Exercise goal:
Word for word, restate the lines from the start of the data below through the line containing "let command = match".

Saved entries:
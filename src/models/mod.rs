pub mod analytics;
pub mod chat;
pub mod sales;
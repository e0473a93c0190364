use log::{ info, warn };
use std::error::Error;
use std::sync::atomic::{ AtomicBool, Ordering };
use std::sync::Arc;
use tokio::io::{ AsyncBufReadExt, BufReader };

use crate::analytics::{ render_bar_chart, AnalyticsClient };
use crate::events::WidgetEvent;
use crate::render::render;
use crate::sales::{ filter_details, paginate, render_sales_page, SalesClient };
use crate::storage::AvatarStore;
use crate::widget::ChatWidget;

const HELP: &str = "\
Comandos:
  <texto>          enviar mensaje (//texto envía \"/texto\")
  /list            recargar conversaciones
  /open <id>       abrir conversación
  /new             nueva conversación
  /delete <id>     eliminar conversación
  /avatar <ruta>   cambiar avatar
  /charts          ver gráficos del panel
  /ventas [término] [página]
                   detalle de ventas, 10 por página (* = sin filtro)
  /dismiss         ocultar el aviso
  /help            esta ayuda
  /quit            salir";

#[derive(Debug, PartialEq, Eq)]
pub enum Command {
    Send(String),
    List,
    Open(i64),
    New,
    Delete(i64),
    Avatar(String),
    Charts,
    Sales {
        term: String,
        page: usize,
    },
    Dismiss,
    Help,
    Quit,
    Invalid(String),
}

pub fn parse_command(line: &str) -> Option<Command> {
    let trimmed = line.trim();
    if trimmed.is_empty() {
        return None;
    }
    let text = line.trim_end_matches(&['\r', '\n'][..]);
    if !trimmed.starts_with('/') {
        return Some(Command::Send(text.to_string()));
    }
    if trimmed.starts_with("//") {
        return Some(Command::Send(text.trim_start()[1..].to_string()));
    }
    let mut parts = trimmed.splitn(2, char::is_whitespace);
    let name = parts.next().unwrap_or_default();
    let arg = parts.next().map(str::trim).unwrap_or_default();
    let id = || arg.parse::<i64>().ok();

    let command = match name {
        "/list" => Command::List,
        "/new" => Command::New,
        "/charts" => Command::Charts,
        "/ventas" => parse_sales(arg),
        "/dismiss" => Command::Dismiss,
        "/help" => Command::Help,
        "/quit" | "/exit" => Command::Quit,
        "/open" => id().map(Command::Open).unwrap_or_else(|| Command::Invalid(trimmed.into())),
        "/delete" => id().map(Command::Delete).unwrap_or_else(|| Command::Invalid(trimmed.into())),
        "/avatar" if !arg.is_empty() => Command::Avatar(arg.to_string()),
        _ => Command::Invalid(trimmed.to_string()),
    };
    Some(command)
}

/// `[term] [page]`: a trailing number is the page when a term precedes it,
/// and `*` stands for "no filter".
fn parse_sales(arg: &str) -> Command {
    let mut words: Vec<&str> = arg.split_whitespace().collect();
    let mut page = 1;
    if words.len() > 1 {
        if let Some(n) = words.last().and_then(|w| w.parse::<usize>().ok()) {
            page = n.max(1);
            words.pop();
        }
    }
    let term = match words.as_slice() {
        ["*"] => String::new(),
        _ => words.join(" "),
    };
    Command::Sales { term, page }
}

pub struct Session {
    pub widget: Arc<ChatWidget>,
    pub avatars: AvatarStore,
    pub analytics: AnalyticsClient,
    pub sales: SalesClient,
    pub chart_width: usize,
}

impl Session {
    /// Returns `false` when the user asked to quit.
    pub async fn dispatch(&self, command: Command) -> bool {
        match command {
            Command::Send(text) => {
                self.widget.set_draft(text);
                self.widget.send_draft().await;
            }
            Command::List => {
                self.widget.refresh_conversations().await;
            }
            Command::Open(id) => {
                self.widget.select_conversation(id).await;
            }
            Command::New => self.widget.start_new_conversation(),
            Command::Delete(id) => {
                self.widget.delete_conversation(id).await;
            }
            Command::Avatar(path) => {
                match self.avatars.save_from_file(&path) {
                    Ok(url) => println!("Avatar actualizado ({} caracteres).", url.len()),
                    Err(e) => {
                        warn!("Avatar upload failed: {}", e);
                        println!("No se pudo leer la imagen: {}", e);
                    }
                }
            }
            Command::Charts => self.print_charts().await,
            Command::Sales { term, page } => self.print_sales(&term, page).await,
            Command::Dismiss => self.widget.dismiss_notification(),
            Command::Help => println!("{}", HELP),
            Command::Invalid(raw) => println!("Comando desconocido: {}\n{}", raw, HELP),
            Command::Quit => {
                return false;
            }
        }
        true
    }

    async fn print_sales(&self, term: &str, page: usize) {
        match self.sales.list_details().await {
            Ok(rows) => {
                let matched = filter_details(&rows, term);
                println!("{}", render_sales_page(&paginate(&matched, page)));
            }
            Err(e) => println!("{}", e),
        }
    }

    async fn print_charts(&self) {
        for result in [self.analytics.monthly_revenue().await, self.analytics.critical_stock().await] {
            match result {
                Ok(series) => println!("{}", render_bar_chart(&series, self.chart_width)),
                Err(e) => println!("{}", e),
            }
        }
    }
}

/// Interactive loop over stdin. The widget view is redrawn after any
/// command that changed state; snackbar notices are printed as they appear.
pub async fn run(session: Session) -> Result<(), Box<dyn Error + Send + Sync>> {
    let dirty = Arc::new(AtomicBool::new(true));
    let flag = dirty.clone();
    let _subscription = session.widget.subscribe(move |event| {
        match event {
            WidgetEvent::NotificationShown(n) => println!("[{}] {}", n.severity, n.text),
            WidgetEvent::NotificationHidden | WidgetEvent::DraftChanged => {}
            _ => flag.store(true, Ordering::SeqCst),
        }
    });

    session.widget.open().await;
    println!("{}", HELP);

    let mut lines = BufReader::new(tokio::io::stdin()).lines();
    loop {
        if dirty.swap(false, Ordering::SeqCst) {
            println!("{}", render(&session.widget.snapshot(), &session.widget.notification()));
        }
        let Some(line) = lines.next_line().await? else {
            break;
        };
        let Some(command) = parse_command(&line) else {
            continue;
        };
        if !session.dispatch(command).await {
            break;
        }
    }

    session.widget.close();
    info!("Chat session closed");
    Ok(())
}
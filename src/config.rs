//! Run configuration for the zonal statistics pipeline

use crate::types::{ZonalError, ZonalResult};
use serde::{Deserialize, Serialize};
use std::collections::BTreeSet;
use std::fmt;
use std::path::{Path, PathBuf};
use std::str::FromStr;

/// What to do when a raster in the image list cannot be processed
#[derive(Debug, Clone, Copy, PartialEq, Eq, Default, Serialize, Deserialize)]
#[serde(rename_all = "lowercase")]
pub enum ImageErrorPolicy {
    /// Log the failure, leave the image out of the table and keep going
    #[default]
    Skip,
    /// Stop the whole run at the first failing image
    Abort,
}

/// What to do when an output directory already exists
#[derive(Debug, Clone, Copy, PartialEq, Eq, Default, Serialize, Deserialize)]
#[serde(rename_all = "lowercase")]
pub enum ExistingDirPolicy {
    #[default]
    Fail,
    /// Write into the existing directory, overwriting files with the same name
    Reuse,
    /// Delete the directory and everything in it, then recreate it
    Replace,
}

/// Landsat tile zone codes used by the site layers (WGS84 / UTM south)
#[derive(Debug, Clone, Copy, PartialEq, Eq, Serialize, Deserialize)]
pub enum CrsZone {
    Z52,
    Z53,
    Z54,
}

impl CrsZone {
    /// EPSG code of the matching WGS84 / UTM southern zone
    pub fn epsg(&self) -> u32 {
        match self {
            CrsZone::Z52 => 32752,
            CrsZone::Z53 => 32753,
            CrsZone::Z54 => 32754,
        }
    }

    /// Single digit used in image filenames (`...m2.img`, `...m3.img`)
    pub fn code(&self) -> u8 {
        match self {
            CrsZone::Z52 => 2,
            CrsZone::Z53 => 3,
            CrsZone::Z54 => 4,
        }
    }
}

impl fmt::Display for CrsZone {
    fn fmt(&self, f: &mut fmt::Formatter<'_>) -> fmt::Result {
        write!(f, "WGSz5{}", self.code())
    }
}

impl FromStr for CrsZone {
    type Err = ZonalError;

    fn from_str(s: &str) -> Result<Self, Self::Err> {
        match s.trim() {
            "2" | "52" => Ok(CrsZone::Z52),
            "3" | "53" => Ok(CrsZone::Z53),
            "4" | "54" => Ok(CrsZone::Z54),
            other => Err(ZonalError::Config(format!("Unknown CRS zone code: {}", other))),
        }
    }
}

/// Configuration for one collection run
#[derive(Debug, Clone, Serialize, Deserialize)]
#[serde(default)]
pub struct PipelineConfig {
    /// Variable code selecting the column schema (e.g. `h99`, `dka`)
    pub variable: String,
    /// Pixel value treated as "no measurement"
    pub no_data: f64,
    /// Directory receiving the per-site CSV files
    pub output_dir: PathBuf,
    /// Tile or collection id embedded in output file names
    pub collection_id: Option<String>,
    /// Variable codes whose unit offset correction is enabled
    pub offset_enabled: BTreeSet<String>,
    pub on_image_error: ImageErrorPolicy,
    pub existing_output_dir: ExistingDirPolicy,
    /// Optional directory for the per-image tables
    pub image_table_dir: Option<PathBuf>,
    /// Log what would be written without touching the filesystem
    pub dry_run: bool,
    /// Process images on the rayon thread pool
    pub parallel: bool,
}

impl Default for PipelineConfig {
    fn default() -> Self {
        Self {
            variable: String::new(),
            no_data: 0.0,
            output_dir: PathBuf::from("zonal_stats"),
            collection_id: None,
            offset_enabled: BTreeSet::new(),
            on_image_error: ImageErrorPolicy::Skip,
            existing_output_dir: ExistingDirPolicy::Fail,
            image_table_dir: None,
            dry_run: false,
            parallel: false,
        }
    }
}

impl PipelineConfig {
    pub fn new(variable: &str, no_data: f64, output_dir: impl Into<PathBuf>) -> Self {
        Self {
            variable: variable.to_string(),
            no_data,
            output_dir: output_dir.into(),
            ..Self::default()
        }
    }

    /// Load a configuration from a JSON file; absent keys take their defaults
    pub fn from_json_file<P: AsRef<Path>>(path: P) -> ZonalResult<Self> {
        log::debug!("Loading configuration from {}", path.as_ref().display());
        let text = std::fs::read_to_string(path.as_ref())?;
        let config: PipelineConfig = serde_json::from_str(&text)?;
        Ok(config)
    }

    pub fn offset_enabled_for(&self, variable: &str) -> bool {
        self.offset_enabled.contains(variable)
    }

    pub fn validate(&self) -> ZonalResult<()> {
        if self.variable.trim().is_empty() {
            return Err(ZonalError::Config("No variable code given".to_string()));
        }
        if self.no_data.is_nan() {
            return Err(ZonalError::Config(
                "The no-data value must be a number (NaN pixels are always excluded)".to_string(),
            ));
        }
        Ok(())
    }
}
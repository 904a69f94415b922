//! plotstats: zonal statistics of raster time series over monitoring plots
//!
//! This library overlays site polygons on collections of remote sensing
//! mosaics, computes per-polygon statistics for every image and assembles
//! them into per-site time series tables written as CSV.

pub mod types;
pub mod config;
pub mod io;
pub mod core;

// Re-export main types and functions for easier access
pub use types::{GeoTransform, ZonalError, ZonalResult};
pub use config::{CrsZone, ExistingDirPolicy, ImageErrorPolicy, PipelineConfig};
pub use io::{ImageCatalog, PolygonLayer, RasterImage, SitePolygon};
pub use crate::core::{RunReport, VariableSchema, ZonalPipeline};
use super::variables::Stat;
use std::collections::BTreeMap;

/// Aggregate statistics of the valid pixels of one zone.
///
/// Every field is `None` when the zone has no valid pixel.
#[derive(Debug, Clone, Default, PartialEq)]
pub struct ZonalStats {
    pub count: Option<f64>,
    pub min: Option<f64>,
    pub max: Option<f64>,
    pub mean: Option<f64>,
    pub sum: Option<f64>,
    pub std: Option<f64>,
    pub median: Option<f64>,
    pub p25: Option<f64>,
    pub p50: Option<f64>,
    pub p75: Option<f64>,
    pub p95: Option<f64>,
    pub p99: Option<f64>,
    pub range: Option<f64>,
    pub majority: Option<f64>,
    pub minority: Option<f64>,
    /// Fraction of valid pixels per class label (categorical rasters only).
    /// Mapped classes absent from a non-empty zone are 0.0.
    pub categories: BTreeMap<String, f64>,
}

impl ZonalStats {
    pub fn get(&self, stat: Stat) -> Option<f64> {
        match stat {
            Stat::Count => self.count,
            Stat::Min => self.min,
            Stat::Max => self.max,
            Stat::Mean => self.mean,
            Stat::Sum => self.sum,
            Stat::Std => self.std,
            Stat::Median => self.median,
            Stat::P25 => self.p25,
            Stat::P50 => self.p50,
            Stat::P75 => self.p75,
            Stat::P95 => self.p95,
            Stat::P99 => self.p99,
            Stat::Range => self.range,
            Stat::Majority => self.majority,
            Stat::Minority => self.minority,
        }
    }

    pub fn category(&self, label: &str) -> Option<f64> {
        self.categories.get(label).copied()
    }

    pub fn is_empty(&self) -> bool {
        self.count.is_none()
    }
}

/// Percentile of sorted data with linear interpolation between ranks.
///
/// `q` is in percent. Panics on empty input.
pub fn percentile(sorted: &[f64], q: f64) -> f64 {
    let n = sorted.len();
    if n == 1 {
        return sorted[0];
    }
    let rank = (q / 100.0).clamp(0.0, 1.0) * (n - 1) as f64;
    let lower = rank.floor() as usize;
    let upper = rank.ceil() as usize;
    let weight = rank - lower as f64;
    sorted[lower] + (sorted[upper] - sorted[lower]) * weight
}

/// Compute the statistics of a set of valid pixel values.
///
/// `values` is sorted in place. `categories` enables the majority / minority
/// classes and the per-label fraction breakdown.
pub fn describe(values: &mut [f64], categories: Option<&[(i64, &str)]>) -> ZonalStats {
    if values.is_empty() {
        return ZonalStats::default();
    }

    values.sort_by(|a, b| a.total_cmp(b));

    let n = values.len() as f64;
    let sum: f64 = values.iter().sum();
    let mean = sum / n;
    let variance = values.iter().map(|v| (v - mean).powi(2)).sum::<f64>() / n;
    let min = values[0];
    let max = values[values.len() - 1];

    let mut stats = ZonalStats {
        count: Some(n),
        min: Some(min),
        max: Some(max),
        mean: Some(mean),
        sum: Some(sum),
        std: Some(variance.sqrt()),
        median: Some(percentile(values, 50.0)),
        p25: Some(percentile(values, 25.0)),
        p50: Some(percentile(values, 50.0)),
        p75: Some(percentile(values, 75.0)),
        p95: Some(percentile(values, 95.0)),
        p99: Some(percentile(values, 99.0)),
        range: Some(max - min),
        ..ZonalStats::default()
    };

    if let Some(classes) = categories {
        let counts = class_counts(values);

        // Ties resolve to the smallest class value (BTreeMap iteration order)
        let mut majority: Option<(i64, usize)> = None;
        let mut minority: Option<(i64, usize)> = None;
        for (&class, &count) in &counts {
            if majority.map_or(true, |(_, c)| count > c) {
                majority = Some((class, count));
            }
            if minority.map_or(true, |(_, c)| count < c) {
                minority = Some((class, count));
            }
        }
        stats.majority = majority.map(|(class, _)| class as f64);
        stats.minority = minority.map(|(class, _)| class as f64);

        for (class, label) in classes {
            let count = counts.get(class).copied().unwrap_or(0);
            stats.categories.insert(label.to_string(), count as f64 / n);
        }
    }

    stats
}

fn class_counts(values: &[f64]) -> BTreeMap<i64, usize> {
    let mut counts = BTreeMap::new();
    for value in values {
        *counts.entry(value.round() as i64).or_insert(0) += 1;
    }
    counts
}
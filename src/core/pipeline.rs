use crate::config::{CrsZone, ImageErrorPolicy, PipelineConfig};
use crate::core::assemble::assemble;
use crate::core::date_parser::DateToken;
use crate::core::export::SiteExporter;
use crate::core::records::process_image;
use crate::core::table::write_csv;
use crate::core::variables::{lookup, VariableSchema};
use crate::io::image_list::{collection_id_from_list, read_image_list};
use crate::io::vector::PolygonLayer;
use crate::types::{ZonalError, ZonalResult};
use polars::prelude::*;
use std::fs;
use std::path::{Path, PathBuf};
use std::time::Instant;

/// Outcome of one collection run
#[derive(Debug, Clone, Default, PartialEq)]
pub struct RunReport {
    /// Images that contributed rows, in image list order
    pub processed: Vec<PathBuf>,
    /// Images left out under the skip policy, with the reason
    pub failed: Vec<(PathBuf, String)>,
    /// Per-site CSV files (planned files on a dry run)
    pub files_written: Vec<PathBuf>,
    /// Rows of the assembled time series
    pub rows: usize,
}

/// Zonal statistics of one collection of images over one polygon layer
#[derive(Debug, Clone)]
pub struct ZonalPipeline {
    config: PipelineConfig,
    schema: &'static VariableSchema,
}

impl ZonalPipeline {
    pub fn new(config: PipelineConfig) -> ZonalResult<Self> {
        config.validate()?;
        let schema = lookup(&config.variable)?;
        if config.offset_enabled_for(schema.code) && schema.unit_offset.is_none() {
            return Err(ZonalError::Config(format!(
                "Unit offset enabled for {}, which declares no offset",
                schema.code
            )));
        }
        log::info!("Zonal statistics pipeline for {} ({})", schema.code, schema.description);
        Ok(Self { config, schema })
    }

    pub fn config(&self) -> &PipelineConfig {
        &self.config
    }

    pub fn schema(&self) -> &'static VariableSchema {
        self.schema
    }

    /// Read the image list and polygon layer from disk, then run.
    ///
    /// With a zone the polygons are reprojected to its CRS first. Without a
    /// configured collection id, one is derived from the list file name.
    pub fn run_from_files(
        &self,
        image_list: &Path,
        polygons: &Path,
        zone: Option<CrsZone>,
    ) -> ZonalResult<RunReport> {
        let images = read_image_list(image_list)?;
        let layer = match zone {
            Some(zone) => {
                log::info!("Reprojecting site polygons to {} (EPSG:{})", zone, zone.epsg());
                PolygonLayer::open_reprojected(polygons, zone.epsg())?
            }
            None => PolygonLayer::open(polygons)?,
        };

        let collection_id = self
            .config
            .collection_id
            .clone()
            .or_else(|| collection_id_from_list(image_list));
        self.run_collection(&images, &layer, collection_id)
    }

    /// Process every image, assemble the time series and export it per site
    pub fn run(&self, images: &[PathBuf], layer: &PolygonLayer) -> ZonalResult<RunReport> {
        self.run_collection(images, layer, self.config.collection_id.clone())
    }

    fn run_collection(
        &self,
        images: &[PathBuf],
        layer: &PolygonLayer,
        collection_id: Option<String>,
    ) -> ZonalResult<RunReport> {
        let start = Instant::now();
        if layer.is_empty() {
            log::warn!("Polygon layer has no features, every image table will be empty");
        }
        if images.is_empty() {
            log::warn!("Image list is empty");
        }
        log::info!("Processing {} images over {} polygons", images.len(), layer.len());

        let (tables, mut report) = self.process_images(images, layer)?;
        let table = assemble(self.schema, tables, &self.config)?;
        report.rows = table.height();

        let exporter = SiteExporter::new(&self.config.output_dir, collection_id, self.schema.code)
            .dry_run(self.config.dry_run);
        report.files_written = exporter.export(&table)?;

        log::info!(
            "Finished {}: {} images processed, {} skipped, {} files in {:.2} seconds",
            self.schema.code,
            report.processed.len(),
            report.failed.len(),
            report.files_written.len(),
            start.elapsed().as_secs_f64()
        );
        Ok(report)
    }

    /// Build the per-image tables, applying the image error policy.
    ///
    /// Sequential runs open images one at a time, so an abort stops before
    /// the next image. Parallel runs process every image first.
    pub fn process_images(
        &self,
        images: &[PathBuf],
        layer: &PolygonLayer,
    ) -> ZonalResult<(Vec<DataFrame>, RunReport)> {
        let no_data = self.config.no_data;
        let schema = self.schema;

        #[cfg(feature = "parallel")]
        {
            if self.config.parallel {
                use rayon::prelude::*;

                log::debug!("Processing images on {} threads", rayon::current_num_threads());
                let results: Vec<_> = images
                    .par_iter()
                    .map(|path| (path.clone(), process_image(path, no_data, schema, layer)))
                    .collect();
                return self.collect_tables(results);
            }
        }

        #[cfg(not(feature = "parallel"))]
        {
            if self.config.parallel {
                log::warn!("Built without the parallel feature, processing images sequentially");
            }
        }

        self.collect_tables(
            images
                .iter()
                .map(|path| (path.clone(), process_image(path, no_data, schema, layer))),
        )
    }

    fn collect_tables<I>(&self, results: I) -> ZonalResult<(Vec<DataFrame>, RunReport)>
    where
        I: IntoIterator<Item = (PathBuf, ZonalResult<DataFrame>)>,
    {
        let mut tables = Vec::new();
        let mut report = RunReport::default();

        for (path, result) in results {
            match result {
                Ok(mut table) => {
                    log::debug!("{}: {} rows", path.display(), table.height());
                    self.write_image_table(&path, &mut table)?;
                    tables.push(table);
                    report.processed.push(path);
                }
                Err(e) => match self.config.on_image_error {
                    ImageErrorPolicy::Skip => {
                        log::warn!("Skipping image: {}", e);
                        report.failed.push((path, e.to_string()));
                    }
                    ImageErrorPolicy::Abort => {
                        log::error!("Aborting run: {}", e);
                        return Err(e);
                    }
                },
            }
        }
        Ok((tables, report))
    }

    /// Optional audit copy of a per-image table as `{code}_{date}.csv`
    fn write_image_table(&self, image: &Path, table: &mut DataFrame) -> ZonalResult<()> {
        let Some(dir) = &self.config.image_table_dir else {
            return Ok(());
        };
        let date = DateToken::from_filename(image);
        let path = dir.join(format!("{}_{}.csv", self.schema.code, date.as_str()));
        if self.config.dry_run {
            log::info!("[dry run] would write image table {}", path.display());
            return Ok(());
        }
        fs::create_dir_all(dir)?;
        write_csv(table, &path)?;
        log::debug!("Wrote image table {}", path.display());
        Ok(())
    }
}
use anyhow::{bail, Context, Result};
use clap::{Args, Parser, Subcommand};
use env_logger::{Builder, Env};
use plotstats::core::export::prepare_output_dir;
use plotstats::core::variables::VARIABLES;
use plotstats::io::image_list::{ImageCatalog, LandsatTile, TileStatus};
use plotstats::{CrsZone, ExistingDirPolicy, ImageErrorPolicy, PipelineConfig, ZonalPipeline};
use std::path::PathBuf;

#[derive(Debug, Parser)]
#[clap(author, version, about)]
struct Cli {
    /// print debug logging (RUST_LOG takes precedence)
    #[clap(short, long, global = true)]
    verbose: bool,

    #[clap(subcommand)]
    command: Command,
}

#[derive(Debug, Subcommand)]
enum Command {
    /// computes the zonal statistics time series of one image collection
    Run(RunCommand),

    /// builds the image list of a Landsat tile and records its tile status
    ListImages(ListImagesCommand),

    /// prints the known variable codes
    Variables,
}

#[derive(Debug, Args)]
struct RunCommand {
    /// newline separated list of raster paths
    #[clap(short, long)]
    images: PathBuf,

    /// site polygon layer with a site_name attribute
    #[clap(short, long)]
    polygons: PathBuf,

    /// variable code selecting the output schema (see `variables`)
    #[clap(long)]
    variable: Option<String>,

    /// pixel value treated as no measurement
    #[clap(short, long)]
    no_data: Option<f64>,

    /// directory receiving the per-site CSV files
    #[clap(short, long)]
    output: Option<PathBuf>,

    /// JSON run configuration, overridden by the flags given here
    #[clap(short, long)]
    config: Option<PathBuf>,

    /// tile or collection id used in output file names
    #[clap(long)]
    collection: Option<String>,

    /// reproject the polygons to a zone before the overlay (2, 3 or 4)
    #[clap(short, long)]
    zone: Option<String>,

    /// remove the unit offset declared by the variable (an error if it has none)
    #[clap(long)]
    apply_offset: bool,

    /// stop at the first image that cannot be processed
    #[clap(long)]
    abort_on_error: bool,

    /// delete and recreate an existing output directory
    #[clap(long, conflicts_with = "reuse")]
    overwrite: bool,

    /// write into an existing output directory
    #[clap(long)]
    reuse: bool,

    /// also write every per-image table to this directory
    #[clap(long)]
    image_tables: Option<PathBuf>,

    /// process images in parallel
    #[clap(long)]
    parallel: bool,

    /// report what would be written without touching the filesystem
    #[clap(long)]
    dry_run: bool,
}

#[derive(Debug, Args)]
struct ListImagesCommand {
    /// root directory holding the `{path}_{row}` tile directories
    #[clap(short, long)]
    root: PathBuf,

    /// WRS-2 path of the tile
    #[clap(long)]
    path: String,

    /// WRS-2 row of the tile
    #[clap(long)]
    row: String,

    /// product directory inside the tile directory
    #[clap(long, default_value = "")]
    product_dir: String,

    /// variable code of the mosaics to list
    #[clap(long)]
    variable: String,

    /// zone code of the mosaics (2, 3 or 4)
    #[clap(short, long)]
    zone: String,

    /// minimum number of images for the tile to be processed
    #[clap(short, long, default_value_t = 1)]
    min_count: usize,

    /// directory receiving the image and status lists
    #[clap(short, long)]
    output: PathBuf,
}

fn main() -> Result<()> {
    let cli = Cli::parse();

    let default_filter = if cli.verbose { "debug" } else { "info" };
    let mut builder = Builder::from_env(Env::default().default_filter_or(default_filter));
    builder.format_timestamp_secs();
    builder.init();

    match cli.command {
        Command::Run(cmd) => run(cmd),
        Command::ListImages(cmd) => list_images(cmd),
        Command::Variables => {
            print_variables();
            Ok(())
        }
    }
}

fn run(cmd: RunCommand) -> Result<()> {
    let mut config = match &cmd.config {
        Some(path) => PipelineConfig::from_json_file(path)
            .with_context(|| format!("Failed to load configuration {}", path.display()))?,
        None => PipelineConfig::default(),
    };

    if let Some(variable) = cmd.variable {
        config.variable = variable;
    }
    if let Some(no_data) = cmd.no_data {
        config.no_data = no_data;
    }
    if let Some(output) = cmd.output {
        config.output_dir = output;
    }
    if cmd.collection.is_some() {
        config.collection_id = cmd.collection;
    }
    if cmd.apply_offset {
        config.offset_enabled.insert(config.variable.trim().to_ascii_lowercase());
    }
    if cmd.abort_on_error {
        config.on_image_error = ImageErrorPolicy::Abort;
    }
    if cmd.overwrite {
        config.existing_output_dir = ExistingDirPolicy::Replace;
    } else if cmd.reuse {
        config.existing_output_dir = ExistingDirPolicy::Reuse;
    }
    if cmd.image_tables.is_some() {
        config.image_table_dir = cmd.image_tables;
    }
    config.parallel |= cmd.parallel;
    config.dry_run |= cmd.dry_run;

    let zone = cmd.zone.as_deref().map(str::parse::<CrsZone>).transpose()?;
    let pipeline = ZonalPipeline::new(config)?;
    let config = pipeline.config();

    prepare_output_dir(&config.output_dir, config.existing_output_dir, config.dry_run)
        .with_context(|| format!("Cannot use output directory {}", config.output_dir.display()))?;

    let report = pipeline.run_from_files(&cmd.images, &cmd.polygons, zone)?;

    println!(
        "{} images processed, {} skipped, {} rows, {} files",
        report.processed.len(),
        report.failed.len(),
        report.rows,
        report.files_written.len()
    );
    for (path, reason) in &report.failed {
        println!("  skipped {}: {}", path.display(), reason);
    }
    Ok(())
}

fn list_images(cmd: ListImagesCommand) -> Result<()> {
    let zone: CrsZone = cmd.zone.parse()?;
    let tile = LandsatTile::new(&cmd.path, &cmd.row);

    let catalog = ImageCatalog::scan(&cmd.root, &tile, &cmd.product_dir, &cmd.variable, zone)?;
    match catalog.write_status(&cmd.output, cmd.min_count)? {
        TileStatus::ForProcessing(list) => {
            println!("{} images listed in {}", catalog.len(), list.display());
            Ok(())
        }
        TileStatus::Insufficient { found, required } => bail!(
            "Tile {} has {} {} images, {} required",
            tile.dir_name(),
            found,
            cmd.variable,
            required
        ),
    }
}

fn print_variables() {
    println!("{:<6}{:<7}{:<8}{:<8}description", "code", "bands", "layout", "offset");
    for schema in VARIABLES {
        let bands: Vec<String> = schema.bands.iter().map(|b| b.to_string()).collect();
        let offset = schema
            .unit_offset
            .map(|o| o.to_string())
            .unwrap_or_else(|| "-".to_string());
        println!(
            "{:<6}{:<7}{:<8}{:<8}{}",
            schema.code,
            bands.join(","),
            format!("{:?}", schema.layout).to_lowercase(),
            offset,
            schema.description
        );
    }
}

Answer to this task:
filename src/models/mod.rs
pub mod analytics;
pub mod chat;
pub mod sales;
repository e0473a93c0190364
use log::{ info, warn };
use std::error::Error;
use std::sync::atomic::{ AtomicBool, Ordering };
use std::sync::Arc;
use tokio::io::{ AsyncBufReadExt, BufReader };

use crate::analytics::{ render_bar_chart, AnalyticsClient };
use crate::events::WidgetEvent;
use crate::render::render;
use crate::sales::{ filter_details, paginate, render_sales_page, SalesClient };
use crate::storage::AvatarStore;
use crate::widget::ChatWidget;

const HELP: &str = "\
Comandos:
  <texto>          enviar mensaje (//texto envía \"/texto\")
  /list            recargar conversaciones
  /open <id>       abrir conversación
  /new             nueva conversación
  /delete <id>     eliminar conversación
  /avatar <ruta>   cambiar avatar
  /charts          ver gráficos del panel
  /ventas [término] [página]
                   detalle de ventas, 10 por página (* = sin filtro)
  /dismiss         ocultar el aviso
  /help            esta ayuda
  /quit            salir";

#[derive(Debug, PartialEq, Eq)]
pub enum Command {
    Send(String),
    List,
    Open(i64),
    New,
    Delete(i64),
    Avatar(String),
    Charts,
    Sales {
        term: String,
        page: usize,
    },
    Dismiss,
    Help,
    Quit,
    Invalid(String),
}

pub fn parse_command(line: &str) -> Option<Command> {
    let trimmed = line.trim();
    if trimmed.is_empty() {
        return None;
    }
    let text = line.trim_end_matches(&['\r', '\n'][..]);
    if !trimmed.starts_with('/') {
        return Some(Command::Send(text.to_string()));
    }
    if trimmed.starts_with("//") {
        return Some(Command::Send(text.trim_start()[1..].to_string()));
    }
    let mut parts = trimmed.splitn(2, char::is_whitespace);
    let name = parts.next().unwrap_or_default();
    let arg = parts.next().map(str::trim).unwrap_or_default();
    let id = || arg.parse::<i64>().ok();

    let command = match name {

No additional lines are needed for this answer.